Rushton FE, Saul R. Int. J. Child Maltreat. 2021; 4(2): 165-173.

Copyright

(Copyright © 2021, Holtzbrinck Springer Nature Publishing Group)

DOI

10.1007/s42448-021-00077-7

PMID

unavailable

Abstract

Over the past quarter of a century, there have been calls in pediatrics to develop partnerships with home visitors to achieve synergy in the promotion of optimal child health and development. Yet, there is scant evidence-base upon which to move forward with such relationships. Efficacy data that exists is often of narrow focus and insufficient breadth. A working group met in South Carolina in early 2020 composed of pediatric clinicians and their staffs in offices with in-house home visitation programs to define postulated benefits of home-visiting medical home partnerships as a basis for further research.
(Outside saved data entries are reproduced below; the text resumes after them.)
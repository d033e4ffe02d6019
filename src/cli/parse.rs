//! `mqtt-notify parse` - 只解析，输出 NotificationRequest JSON

use anyhow::Result;
use clap::Args;

use super::bootstrap::GlobalArgs;
use crate::notification::{NotificationBuilder, NotificationRequest, RawMessage};

/// parse 命令参数
#[derive(Args, Debug, Clone)]
pub struct ParseArgs {
    /// 消息 topic
    #[arg(long, short)]
    pub topic: String,
    /// 消息内容
    #[arg(long, short)]
    pub payload: String,
    /// 指定 parser（默认按 topic 路由）
    #[arg(long)]
    pub parser: Option<String>,
}

pub fn handle_parse(args: ParseArgs, global: &GlobalArgs) -> Result<NotificationRequest> {
    let config = global.load_config()?;
    let dispatcher = NotificationBuilder::from_config(&config).build();

    let msg = RawMessage::new(args.topic, args.payload);
    let req = dispatcher.prepare(&msg, args.parser.as_deref())?;
    Ok(req)
}
//! 桌面通知 runner

use std::sync::Arc;
use std::time::Duration;

use async_trait::async_trait;
use tracing::{debug, info};

use crate::notification::backend::{Backend, DesktopNotification};
use crate::notification::error::RenderError;
use crate::notification::icon::Icon;
use crate::notification::plugin_config::{resolve_icon, resolve_urgency};
use crate::notification::request::{NotificationRequest, Payload};
use crate::notification::runner::Runner;

use super::NOTIFY_RUNNER;

pub const DEFAULT_RENDER_TIMEOUT: Duration = Duration::from_secs(5);

/// Shows requests as desktop notifications.
pub struct NotifyRunner {
    backend: Arc<dyn Backend>,
    default_icon: Icon,
    timeout: Duration,
}

impl NotifyRunner {
    pub fn new(backend: Arc<dyn Backend>) -> Self {
        Self {
            backend,
            default_icon: Icon::bundled(NOTIFY_RUNNER),
            timeout: DEFAULT_RENDER_TIMEOUT,
        }
    }

    pub fn with_timeout(mut self, timeout: Duration) -> Self {
        self.timeout = timeout;
        self
    }

    pub fn with_default_icon(mut self, icon: Icon) -> Self {
        self.default_icon = icon;
        self
    }

    /// Resolve config, icon and text into what the backend displays.
    ///
    /// Icon precedence: config `icon`, then the request's icon, then the
    /// runner's bundled icon.
    pub fn build(&self, req: &NotificationRequest) -> Result<DesktopNotification, RenderError> {
        let config = req.config.as_ref();
        let urgency = resolve_urgency(config)?;
        let icon = resolve_icon(config)?
            .or_else(|| req.icon.clone())
            .unwrap_or_else(|| self.default_icon.clone());

        Ok(DesktopNotification {
            summary: decode(req.title.as_ref(), "title")?,
            body: decode(req.message.as_ref(), "message")?,
            icon: Some(icon),
            urgency,
        })
    }
}

fn decode(text: Option<&Payload>, field: &'static str) -> Result<String, RenderError> {
    match text {
        Some(payload) => Ok(payload.to_text(field)?.to_string()),
        None => Ok(String::new()),
    }
}

#[async_trait]
impl Runner for NotifyRunner {
    fn name(&self) -> &str {
        NOTIFY_RUNNER
    }

    async fn render(&self, req: &NotificationRequest) -> Result<(), RenderError> {
        if req.is_empty() {
            debug!(runner = NOTIFY_RUNNER, "Empty request, nothing to show");
            return Ok(());
        }

        let notification = self.build(req)?;

        tokio::time::timeout(self.timeout, self.backend.show(&notification))
            .await
            .map_err(|_| RenderError::Timeout(self.timeout))??;

        info!(
            runner = NOTIFY_RUNNER,
            backend = self.backend.name(),
            urgency = %notification.urgency,
            summary = %notification.summary,
            "Notification rendered"
        );
        Ok(())
    }
}
//! 桌面通知后端 - 通过 notify-send (libnotify) 显示通知
//!
//! The backend is opened once at startup and shared by every runner through
//! an `Arc`. Calls into it are serialized by a mutex; closing it makes every
//! later `show` fail with [`RenderError::Unavailable`].

use std::path::PathBuf;
use std::process::Stdio;
use std::time::Duration;

use async_trait::async_trait;
use tokio::process::Command;
use tokio::sync::Mutex;
use tracing::{debug, info, warn};

use super::error::RenderError;
use super::icon::Icon;
use super::urgency::Urgency;

pub const NOTIFY_SEND: &str = "notify-send";

/// A fully resolved notification, ready for display.
#[derive(Debug, Clone, PartialEq)]
pub struct DesktopNotification {
    pub summary: String,
    pub body: String,
    pub icon: Option<Icon>,
    pub urgency: Urgency,
}

/// Something that can put a notification on screen.
#[async_trait]
pub trait Backend: Send + Sync {
    fn name(&self) -> &str;

    async fn show(&self, notification: &DesktopNotification) -> Result<(), RenderError>;
}

/// 后端配置
#[derive(Debug, Clone)]
pub struct BackendOptions {
    /// 通知中显示的应用名
    pub app_name: String,
    /// notify-send 路径，未设置时从 PATH 查找
    pub program: Option<PathBuf>,
    /// 通知显示时长，未设置时使用通知服务默认值
    pub expire_time: Option<Duration>,
}

impl BackendOptions {
    pub fn new(app_name: impl Into<String>) -> Self {
        Self {
            app_name: app_name.into(),
            program: None,
            expire_time: None,
        }
    }

    pub fn with_program(mut self, program: impl Into<PathBuf>) -> Self {
        self.program = Some(program.into());
        self
    }

    pub fn with_expire_time(mut self, expire_time: Option<Duration>) -> Self {
        self.expire_time = expire_time;
        self
    }
}

#[derive(Debug)]
struct Session {
    program: PathBuf,
}

/// Process-wide handle on the desktop notification facility.
#[derive(Debug)]
pub struct NotificationBackend {
    options: BackendOptions,
    session: Mutex<Option<Session>>,
}

impl NotificationBackend {
    /// Locate `notify-send` and open a session. Fails if the tool is missing.
    pub fn open(options: BackendOptions) -> Result<Self, RenderError> {
        let wanted = options
            .program
            .clone()
            .unwrap_or_else(|| PathBuf::from(NOTIFY_SEND));

        let program = which::which(&wanted).map_err(|e| {
            RenderError::Unavailable(format!("cannot find {}: {}", wanted.display(), e))
        })?;

        info!(
            program = %program.display(),
            app_name = %options.app_name,
            "Notification backend opened"
        );

        Ok(Self {
            options,
            session: Mutex::new(Some(Session { program })),
        })
    }

    /// Tear the session down. Idempotent.
    pub async fn close(&self) {
        if self.session.lock().await.take().is_some() {
            info!(app_name = %self.options.app_name, "Notification backend closed");
        }
    }

    pub async fn is_open(&self) -> bool {
        self.session.lock().await.is_some()
    }

    /// notify-send 命令行参数
    fn command_args(&self, notification: &DesktopNotification) -> Vec<String> {
        let mut args = vec![
            "--app-name".to_string(),
            self.options.app_name.clone(),
            "--urgency".to_string(),
            notification.urgency.as_str().to_string(),
        ];

        if let Some(icon) = &notification.icon {
            args.push("--icon".to_string());
            args.push(icon.as_arg());
        }

        if let Some(expire) = self.options.expire_time {
            args.push("--expire-time".to_string());
            args.push(expire.as_millis().to_string());
        }

        // `--` so a summary starting with '-' isn't read as a flag
        args.push("--".to_string());
        args.push(notification.summary.clone());
        args.push(notification.body.clone());
        args
    }
}

#[async_trait]
impl Backend for NotificationBackend {
    fn name(&self) -> &str {
        NOTIFY_SEND
    }

    async fn show(&self, notification: &DesktopNotification) -> Result<(), RenderError> {
        let session = self.session.lock().await;
        let Some(session) = session.as_ref() else {
            return Err(RenderError::Unavailable("backend is closed".to_string()));
        };

        let output = Command::new(&session.program)
            .args(self.command_args(notification))
            .stdin(Stdio::null())
            .kill_on_drop(true)
            .output()
            .await
            .map_err(|e| {
                RenderError::Backend(format!("failed to spawn {}: {}", NOTIFY_SEND, e))
            })?;

        if output.status.success() {
            debug!(
                summary = %notification.summary,
                urgency = %notification.urgency,
                "Notification shown"
            );
            Ok(())
        } else {
            let stderr = String::from_utf8_lossy(&output.stderr).trim().to_string();
            warn!(status = %output.status, error = %stderr, "notify-send failed");
            Err(RenderError::Backend(if stderr.is_empty() {
                format!("{} exited with {}", NOTIFY_SEND, output.status)
            } else {
                stderr
            }))
        }
    }
}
They suggested that benefits might include more opportunity for screening and assessment, an opportunity to address socio-environmental and mental health issues more fully, stronger supportive and therapeutic relationships among families and service providers, more appropriate health care utilization, and better child and family outcomes. Potential barriers to these partnerships included inadequate evidence-base, complicated funding issues, a lack of appreciation of home visitor, and pediatrician value as each profession works within their silos, inertia and resistance to change, family acceptance of services, and workforce issues. It is hoped that there will be more investigation and research focused on these parameters as we develop a robust evidence base for pediatric and home-visiting partnerships.